2006N-0464 Electronic Submission of Regulatory Information, and Creating an Electronic Platform for Enhanced Information Management; Public Hearing
FDA Comment Number : EC29
Submitter : Dr. John Aitken Date & Time: 01/19/2007 10:01:15
Organization : Dr. John Aitken
Category : Drug Industry
Issue Areas/Comments
GENERAL
GENERAL
I work for a medium-sized pharmaceutical company that has been submitting INDs electronically as eCTD to CDER and CBER since early 2005. We made the decision to do this because we already preparing all of our documents electronically. The company was large enough to justify making this change financially, plus we had electronic document management and publishing systems in place, existing publishing staff, internal IT support, and enough regular submissions to keep publishing staff fully occupied.

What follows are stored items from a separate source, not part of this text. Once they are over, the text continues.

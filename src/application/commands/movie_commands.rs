// src/application/commands/movie_commands.rs
//
// Movie Command Handlers
//
// RULES:
// - Accept DTOs
// - Call services
// - Return DTOs
// - Never contain business logic

use crate::application::{
    dto::*,
    error_handling::CommandResult,
    state::AppState,
};
use crate::domain::Genre;
use crate::error::AppError;

/// List all movies
pub fn list_movies(state: &AppState) -> CommandResult<Vec<MovieDto>> {
    let movies = state.movie_service.list_all_movies()?;

    Ok(movies.into_iter().map(MovieDto::from).collect())
}

/// Get a single movie by ID
pub fn get_movie(state: &AppState, movie_id: i64) -> CommandResult<MovieDto> {
    let movie = state.movie_service.get_movie(movie_id)?;

    Ok(MovieDto::from(movie))
}

/// Search movies whose title contains `query`
pub fn search_movies(state: &AppState, query: &str) -> CommandResult<Vec<MovieDto>> {
    let movies = state.movie_service.search_by_title(query)?;

    Ok(movies.into_iter().map(MovieDto::from).collect())
}

/// Create a new movie and return its id.
///
/// Only one create can run at a time per state; a concurrent call fails
/// with `ErrorType::Busy`.
pub fn create_movie(state: &AppState, dto: MovieFormDto) -> CommandResult<i64> {
    let _permit = state
        .create_guard
        .try_acquire()
        .ok_or(AppError::SubmissionInProgress)?;

    let mut movie = dto.into_movie()?;
    let movie_id = state.movie_service.create_movie(&mut movie)?;

    Ok(movie_id)
}

/// Replace every field of an existing movie
pub fn update_movie(state: &AppState, movie_id: i64, dto: MovieFormDto) -> CommandResult<MovieDto> {
    let movie = dto.into_movie()?.with_id(movie_id);

    state.movie_service.update_movie(&movie)?;

    Ok(MovieDto::from(movie))
}

/// Delete a movie by ID
pub fn delete_movie(state: &AppState, movie_id: i64) -> CommandResult<()> {
    state.movie_service.delete_movie(movie_id)?;

    Ok(())
}

/// List movies matching an optional genre and year range
pub fn filter_movies(state: &AppState, dto: MovieFilterDto) -> CommandResult<Vec<MovieDto>> {
    let filter = dto.into_filter()?;
    let movies = state.movie_service.find_with_filters(&filter)?;

    Ok(movies.into_iter().map(MovieDto::from).collect())
}

/// Genre names accepted by the forms, in display order
pub fn list_genres() -> Vec<String> {
    Genre::ALL.iter().map(|g| g.to_string()).collect()
}
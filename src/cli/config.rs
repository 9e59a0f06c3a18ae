use clap::{Args, Parser, Subcommand};
use std::path::PathBuf;

use crate::application::{MovieFilterDto, MovieFormDto};
use crate::db::DEFAULT_POOL_SIZE;

#[derive(Parser, Debug)]
#[command(
    version,
    about,
    long_about = "Manage a local catalog of movies: add, search, update, delete and filter by genre or year."
)]
pub struct CliConfig {
    /// SQLite database file (defaults to the user data directory)
    #[arg(long, env = "MOVIESHELF_DATABASE", global = true)]
    pub database: Option<PathBuf>,

    /// Maximum number of pooled connections
    #[arg(long, env = "MOVIESHELF_POOL_SIZE", default_value_t = DEFAULT_POOL_SIZE, global = true)]
    pub pool_size: u32,

    /// Print results and errors as JSON
    #[arg(long, global = true)]
    pub json: bool,

    #[command(subcommand)]
    pub command: Command,
}

#[derive(Subcommand, Debug)]
pub enum Command {
    /// Add a new movie
    Add(MovieArgs),
    /// Show a movie by id
    Get { id: i64 },
    /// List movies, optionally filtered by genre and year range
    List(FilterArgs),
    /// Find movies whose title contains the given text
    Search { query: String },
    /// Replace every field of an existing movie
    Update {
        id: i64,
        #[command(flatten)]
        movie: MovieArgs,
    },
    /// Delete a movie by id
    Delete {
        id: i64,
        /// Confirm the deletion; it cannot be undone
        #[arg(long)]
        yes: bool,
    },
    /// List the accepted genre names
    Genres,
    /// Check database integrity and print statistics
    Check,
}

#[derive(Args, Debug, Clone)]
pub struct MovieArgs {
    #[arg(long)]
    pub title: String,
    #[arg(long)]
    pub director: String,
    #[arg(long, allow_negative_numbers = true)]
    pub year: i32,
    /// Running time in minutes
    #[arg(long, allow_negative_numbers = true)]
    pub duration: i32,
    #[arg(long)]
    pub genre: String,
}

#[derive(Args, Debug, Clone, Default)]
pub struct FilterArgs {
    #[arg(long)]
    pub genre: Option<String>,
    /// First year of the range (inclusive)
    #[arg(long)]
    pub from: Option<i32>,
    /// Last year of the range (inclusive)
    #[arg(long)]
    pub to: Option<i32>,
}

impl From<MovieArgs> for MovieFormDto {
    fn from(args: MovieArgs) -> Self {
        Self {
            title: args.title,
            director: args.director,
            year: args.year,
            duration_minutes: args.duration,
            genre: args.genre,
        }
    }
}

impl From<FilterArgs> for MovieFilterDto {
    fn from(args: FilterArgs) -> Self {
        Self {
            genre: args.genre,
            year_from: args.from,
            year_to: args.to,
        }
    }
}

#[cfg(test)]
mod tests {
    use super::*;

    #[test]
    fn test_cli_definition_is_valid() {
        use clap::CommandFactory;
        CliConfig::command().debug_assert();
    }

    #[test]
    fn test_parse_add() {
        let config = CliConfig::try_parse_from([
            "movieshelf",
            "--database",
            "/tmp/m.db",
            "add",
            "--title",
            "Heat",
            "--director",
            "Michael Mann",
            "--year",
            "1995",
            "--duration",
            "170",
            "--genre",
            "Thriller",
        ])
        .unwrap();

        assert_eq!(config.database, Some(PathBuf::from("/tmp/m.db")));
        match config.command {
            Command::Add(args) => {
                let form = MovieFormDto::from(args);
                assert_eq!(form.title, "Heat");
                assert_eq!(form.duration_minutes, 170);
            }
            other => panic!("unexpected command {:?}", other),
        }
    }

    #[test]
    fn test_parse_list_filters() {
        let config =
            CliConfig::try_parse_from(["movieshelf", "list", "--genre", "Drama", "--from", "1990", "--to", "2000", "--json"])
                .unwrap();

        assert!(config.json);
        match config.command {
            Command::List(args) => {
                let dto = MovieFilterDto::from(args);
                assert_eq!(dto.genre.as_deref(), Some("Drama"));
                assert_eq!(dto.year_from, Some(1990));
                assert_eq!(dto.year_to, Some(2000));
            }
            other => panic!("unexpected command {:?}", other),
        }
    }
}
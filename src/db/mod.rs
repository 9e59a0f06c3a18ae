// src/db/mod.rs
//
// Database module
//
// Provides:
// - Connection pooling
// - Schema initialization
// - Database utilities

pub mod connection;
pub mod migrations;

pub use connection::{
    create_connection_pool, get_connection, get_database_path, ConnectionPool, PooledConn,
    DEFAULT_POOL_SIZE,
};

pub use migrations::{
    get_database_stats, initialize_database, verify_database_integrity, DatabaseStats,
};
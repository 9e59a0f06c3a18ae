// src/application/mod.rs
//
// Application Layer
//
// ARCHITECTURE:
// - It provides the boundary between the front end and the services
// - It translates between DTOs and domain entities
// - It contains no business rules

pub mod commands;
pub mod dto;
pub mod error_handling;
pub mod guard;
pub mod state;

pub use commands::*;
pub use dto::*;
pub use error_handling::{CommandResult, ErrorResponse, ErrorType};
pub use guard::{SubmissionGuard, SubmissionPermit};
pub use state::AppState;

For many small companies this is not the case. They cannot justify the cost of implementing the electronic systems needed to produce electronic documents and prepare eCTD submissions, nor to hire and train the staff to use and support those systems, when they only have one or two INDs. An alternative for small companies would be to outsource electronic submissions to contract research organizations. This means that small companies would be totally dependent on CROs to create and maintain their INDs, at much greater cost than manually preparing IND submissions as paper. In addition, many small companies have no intention of developing their drugs past phase 1 or 2, and plan to license their drugs to big pharma. They see no benefit to submitting INDs electronically if the licensor and not the small company will be compiling the eNDA or eBLA.

FDAs approach to mandating electronic submissions might want to consider requiring, for example, all NDAs and BLAs as eCTD, but initially only INDs that have reached reach a certain phase of development. This will reduce the burden on small companies with early INDs. However, any company that can afford a phase 3 drug development program can afford to submit eCTDs. For many, the main reason they do not do so is to avoid 21 CFR part 11.